پديد آورندگان :
اميراحمدي، ابوالقاسم نويسنده دانشگاه تربيت معلم سبزوار Amir-Ahmadi, A. , شكاري بادي، علي نويسنده دانشجوي كارشناسي ارشد هيدروژيومورفولوژي در برنامهريزي محيطي، دانشگاه حكيم سبزواري , , معتمدي راد، محمد نويسنده , , بينقي، مريم نويسنده كارشناس ارشد ژيومورفولوژي در برنامهريزي محيطي، دانشگاه حكيم سبزواري ,
چكيده لاتين :
Introduction
Landslide is one of the natural phenomena that imposes many human and financial losses to human society every year. This phenomenon is really dangerous and is among the world’s seven natural disasters. There are several natural and human factors that is effective in the occurrence of this phenomenon and geomorphology as a practical science can investigate the causes and the factors causing this phenomenon in different regions. Identifying the susceptible areas for landslides and the mass movements are among the essential work in natural resource management and development planning. So that by recognizing these areas, we can contribute with human communities in natural resource management and development and construction planning. In this research, using Analytical network process (ANP), we practice on the landslide hazard zonation in the basin of Pivejan with an area about 31.2 square kilometers in the southern slopes of Binaloud, which is composed of limestone and neo-genes formations and the fluvial processes and flow are among the most important processes in this region that all in all these factors causes that this region being a susceptible zone.
Methodology
Due to the lack of access to the topographic maps of 1:25000, we used the 1:50000 maps that is related to Geographical Organization of Armed Forces and we extracted the accurate topographic information such as altitude, topographic slope, slope orientation, and distance form roads and river in this area. The next step was extracting the geological information including geological basin type and distance from the fault that for this purpose we used the 1:100000 maps that is again related to the Geographical Organization of Armed Forces. In addition, we used the land use and vegetation map with the scale of 1:50000 and also rainfall data from meteorological stations to provide information layers. For providing information relating to landslides, questionnaires that were prepared by the Office of Research and Evaluation of Watershed in Jihad Department in Khorasan Razavi province, and particularly the group of landslide investigation was used.
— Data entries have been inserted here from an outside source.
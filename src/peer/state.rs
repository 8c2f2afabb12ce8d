use serde::{Deserialize, Serialize};
use std::fmt;

/// Lifecycle of the session engine as seen by the signaling coordinator.
///
/// The coordinator never owns these transitions; it reads them from the engine to gate methods.
#[derive(Debug, Clone, Copy, PartialEq, Eq, Hash, Serialize, Deserialize, Default)]
#[serde(rename_all = "lowercase")]
pub enum PeerState {
    /// No negotiation in progress. The only state in which an offer is accepted.
    #[default]
    Closed,
    /// Local offer created, waiting for the remote answer.
    New,
    /// Remote description applied, connectivity checks running.
    Connecting,
    /// Transport established.
    Completed,
    Disconnected,
    Failed,
}

impl PeerState {
    pub fn as_str(&self) -> &'static str {
        match self {
            Self::Closed => "closed",
            Self::New => "new",
            Self::Connecting => "connecting",
            Self::Completed => "completed",
            Self::Disconnected => "disconnected",
            Self::Failed => "failed",
        }
    }

    /// True when a fresh offer may be started.
    pub fn accepts_offer(&self) -> bool {
        matches!(self, Self::Closed)
    }

    /// True when a remote answer may be applied.
    pub fn accepts_answer(&self) -> bool {
        matches!(self, Self::New)
    }
}

impl fmt::Display for PeerState {
    fn fmt(&self, f: &mut fmt::Formatter<'_>) -> fmt::Result {
        f.write_str(self.as_str())
    }
}

#[cfg(test)]
mod tests {
    use super::*;

    #[test]
    fn only_closed_accepts_offer() {
        assert!(PeerState::Closed.accepts_offer());
        for state in [
            PeerState::New,
            PeerState::Connecting,
            PeerState::Completed,
            PeerState::Disconnected,
            PeerState::Failed,
        ] {
            assert!(!state.accepts_offer(), "{state} must not accept an offer");
        }
    }

    #[test]
    fn only_new_accepts_answer() {
        assert!(PeerState::New.accepts_answer());
        assert!(!PeerState::Closed.accepts_answer());
        assert!(!PeerState::Connecting.accepts_answer());
    }

    #[test]
    fn names_are_lowercase() {
        assert_eq!(PeerState::Completed.to_string(), "completed");
        assert_eq!(
            serde_json::to_string(&PeerState::Connecting).unwrap(),
            "\"connecting\""
        );
    }
}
In this study, at first we practice on ten effective parameters including altitude, rainfall, slope, slope orientation, geology, land use, vegetation density, distance from the river, faults, and roads and then using ANP, we tried to prepare a landslide hazard zonation map in the study area. The ANP is include four phases that are: 1. Creating the model and its configuration, 2. Pairwise comparisons of priority vectors, 3. Forming the super matrix and 4. Selecting the best option.
Results and discussion
Using the ten criteria considered in this study, the model structure was established in which elements of each cluster have interdependence with the elements of clusters and also have and external dependency. In the second stage, we performed a pairwise comparison and estimate the relative weight of layers and the highest weight of layer was awarded to that one which has the maximum impact on determining the goal and the numerical values from 1 to 9 for the degree of importance of criteria were considered. After this pairwise comparison, using the Super Dictation software, compliance rates of results were evaluated. In this study the amount of C.R was equal to 0.07181 that represent the compliance of study layers. Then, for calculating the final factor and coefficient, three super matrices were calculated: 1. Non weight super matrix, 2. Weight super matrix, 3. Comparative super matrix. At first, the weights that obtained by the early super matrix were entered that illustrates the interrelationships between elements of the system. In the next step, a super matrix was created that the total numbers of its columns was equal to one. In another step, the square amount of values was calculated that is for converging values in weight super matrix until all the elements become the same. And finally, the final weight of each criteria and sub-criteria was calculated and then the ten layers’ factors in occurrence of landslides in this study were prepared in GIS. In the next step, based on the weight of each layer that was resulted from the paired comparison, all data in GIS were converted to layers with raster format. At the end, the landslide zoning map with the raster format were produced through the operation of reconciliation of layers and to deliver the better results, the entire area was divided into five classes from very low to very high using the Natural Break approach.
Conclusion
The results of using this model in this study show that factors such as distance from river and road reach the highest weighted score (0.228, 0.204) and slope and slope orientation reach the minimum weighted score in this basin, respectively. So that, among the 31 landslide that were occurred in the study area, 17 landslides were occurred in the distance of 0-50 meters and 14 landslides in distance of 50-150 meters from the rivers that indicate the direct and important effect of erosion and river laundering. In addition, human activities such as road construction in the study area caused the increase of possibility of landslide several times so that 22 landslides were occurred in the distance of 0 to 500 meters from the roads and of course attacked the roads. On the other hands, factors such as slope and slope orientation had the less effect of landslide in the study basin. The results of this study and adaptation of landslide data and field observation (64.5 percent of slip points in very high or high risk zones, equal to 54.06 percent of basin area) also show the high efficiency of ANP model as a convenient and efficient model for predicting landslide.